═════ The records ═════
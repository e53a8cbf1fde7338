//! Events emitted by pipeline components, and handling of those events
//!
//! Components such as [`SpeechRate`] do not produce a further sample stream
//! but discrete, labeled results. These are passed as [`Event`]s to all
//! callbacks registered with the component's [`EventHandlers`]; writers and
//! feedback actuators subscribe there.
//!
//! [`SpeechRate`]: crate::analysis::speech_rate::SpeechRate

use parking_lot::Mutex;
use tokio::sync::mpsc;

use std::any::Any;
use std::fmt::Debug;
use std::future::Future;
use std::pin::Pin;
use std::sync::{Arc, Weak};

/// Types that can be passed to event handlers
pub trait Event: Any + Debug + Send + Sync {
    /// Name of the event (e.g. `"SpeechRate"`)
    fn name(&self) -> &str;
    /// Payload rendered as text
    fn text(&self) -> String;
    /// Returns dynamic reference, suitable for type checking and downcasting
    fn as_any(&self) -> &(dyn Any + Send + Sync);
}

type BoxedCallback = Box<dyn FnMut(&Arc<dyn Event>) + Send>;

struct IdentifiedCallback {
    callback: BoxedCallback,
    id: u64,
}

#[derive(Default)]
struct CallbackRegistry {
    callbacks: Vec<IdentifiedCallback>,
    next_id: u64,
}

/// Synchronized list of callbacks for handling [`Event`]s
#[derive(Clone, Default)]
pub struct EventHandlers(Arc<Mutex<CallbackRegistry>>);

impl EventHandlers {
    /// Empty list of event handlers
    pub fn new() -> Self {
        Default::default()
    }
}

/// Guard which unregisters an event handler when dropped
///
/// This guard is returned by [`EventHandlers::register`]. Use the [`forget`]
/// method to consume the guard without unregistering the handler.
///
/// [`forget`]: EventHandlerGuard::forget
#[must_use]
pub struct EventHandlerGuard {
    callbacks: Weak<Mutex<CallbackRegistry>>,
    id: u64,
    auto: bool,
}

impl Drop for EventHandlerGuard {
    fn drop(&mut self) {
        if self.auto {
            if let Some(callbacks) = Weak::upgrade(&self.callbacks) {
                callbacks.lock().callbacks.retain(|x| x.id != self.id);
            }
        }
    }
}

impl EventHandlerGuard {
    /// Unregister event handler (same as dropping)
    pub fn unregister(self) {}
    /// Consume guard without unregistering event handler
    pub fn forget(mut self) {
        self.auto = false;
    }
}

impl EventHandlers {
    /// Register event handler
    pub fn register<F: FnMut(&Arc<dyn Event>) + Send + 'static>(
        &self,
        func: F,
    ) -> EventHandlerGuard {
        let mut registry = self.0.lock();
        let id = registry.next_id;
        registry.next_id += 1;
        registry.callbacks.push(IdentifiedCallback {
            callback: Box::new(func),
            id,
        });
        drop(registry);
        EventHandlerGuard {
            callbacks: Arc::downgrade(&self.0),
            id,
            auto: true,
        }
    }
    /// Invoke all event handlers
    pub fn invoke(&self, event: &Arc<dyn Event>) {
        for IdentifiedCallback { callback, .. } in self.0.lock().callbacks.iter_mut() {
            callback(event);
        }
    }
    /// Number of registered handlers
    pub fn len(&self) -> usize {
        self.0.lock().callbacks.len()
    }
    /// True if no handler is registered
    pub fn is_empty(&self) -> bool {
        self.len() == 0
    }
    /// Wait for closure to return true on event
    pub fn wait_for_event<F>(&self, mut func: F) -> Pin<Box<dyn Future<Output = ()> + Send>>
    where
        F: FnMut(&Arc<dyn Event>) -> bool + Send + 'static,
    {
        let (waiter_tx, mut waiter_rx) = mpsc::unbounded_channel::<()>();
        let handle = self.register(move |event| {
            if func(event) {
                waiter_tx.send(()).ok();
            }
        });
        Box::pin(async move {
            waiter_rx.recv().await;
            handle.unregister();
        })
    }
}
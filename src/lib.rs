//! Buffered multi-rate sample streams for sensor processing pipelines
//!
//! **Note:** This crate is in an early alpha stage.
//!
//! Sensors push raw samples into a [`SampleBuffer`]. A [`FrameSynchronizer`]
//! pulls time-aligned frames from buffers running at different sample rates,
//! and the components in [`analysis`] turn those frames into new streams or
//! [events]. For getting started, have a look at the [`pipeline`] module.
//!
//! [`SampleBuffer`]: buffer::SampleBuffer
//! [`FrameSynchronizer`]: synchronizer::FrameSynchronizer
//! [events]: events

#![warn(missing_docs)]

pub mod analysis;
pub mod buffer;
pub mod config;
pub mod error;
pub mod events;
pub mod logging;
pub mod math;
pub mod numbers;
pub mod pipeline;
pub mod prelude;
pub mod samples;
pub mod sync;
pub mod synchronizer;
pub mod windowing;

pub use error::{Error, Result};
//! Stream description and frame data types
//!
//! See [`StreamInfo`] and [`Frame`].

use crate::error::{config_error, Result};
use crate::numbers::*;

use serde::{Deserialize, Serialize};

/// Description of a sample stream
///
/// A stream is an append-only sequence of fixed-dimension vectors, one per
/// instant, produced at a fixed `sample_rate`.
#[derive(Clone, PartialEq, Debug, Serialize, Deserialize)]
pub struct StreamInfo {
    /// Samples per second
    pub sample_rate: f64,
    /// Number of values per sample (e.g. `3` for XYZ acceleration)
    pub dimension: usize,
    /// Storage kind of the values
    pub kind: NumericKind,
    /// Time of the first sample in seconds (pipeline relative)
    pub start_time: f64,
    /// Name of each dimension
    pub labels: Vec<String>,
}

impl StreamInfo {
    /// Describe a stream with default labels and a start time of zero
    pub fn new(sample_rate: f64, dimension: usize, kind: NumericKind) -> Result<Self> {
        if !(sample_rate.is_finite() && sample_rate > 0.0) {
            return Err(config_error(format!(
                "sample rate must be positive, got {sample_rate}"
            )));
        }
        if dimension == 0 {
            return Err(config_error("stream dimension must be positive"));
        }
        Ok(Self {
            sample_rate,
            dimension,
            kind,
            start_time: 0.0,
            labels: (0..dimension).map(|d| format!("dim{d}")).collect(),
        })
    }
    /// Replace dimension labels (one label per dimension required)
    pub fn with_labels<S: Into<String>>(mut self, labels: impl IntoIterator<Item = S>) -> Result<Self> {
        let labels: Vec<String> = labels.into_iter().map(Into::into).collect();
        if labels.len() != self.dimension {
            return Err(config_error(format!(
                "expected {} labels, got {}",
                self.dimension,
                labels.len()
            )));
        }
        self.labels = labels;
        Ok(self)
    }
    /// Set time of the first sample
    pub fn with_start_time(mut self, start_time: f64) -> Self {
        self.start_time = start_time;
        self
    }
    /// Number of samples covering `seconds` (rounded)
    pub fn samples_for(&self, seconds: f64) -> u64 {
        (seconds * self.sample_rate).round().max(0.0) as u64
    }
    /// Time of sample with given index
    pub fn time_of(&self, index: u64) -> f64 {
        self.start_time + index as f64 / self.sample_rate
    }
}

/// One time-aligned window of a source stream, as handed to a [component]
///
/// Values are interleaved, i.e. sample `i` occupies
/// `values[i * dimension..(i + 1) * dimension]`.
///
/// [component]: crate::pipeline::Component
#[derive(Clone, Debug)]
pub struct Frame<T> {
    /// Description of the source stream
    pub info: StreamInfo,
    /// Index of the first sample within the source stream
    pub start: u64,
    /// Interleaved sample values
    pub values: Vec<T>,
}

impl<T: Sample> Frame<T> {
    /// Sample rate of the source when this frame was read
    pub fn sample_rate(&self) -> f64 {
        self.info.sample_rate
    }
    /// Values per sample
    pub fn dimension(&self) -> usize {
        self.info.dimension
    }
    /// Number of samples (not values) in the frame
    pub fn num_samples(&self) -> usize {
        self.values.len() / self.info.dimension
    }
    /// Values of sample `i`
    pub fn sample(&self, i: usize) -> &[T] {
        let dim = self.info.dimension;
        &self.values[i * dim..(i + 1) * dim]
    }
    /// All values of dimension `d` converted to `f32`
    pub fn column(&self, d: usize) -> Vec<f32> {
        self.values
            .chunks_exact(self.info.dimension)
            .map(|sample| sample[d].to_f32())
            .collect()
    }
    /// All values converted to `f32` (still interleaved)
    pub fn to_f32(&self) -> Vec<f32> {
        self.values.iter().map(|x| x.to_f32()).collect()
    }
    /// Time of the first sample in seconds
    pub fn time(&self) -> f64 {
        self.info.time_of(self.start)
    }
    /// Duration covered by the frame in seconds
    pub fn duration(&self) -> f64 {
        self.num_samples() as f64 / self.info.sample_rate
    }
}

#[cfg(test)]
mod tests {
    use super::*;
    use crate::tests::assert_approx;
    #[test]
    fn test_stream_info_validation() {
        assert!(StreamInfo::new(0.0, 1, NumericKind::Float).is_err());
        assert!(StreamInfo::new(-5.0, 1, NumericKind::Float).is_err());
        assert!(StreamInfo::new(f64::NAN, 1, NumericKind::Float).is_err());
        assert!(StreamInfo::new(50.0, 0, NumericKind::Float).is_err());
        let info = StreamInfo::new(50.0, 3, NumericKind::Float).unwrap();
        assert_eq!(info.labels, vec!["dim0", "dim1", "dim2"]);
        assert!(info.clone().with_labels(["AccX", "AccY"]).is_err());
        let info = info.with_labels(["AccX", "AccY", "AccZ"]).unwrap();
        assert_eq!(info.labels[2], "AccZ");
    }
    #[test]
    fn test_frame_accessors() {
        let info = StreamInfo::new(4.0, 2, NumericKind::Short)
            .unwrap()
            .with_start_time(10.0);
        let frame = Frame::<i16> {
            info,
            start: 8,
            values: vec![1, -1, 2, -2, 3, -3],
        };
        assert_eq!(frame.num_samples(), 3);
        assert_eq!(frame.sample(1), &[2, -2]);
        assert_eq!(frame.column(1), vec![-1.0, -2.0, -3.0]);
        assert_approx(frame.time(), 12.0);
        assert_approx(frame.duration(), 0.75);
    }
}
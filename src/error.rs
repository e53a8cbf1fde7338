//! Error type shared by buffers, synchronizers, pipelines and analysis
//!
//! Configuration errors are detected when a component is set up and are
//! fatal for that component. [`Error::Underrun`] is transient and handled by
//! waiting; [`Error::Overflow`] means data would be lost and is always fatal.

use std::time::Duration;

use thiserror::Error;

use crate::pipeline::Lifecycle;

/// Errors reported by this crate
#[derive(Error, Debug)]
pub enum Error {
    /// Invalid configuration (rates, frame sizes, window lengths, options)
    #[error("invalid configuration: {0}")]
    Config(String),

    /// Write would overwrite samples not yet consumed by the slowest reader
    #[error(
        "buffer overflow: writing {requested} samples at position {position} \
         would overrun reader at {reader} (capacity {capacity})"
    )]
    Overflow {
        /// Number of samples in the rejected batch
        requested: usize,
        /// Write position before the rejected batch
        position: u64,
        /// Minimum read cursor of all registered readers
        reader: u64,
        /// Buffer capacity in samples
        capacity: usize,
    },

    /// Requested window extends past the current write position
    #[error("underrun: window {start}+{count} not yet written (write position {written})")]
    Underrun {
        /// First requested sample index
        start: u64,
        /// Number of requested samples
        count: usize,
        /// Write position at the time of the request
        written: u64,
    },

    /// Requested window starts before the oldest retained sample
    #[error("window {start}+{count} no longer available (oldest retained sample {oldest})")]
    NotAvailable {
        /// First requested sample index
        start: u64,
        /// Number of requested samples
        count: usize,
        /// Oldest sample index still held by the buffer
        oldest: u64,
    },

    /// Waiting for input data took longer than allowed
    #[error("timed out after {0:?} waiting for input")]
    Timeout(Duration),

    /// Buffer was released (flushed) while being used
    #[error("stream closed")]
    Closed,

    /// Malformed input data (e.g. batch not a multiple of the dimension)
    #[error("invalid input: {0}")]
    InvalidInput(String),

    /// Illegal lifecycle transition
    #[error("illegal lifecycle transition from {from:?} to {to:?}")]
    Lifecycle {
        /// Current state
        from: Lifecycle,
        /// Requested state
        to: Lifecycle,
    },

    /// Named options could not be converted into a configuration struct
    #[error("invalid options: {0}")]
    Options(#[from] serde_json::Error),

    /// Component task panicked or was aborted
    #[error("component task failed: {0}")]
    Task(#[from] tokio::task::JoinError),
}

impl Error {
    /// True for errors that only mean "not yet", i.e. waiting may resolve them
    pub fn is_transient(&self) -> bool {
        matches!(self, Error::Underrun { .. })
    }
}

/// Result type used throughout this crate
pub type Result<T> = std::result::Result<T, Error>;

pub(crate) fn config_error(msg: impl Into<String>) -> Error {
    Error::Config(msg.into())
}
═════
What the task requires |
Pull every line containing "SpeechRate" out of the entries.

Result |
//! Components such as [`SpeechRate`] do not produce a further sample stream
//! [`SpeechRate`]: crate::analysis::speech_rate::SpeechRate
    /// Name of the event (e.g. `"SpeechRate"`)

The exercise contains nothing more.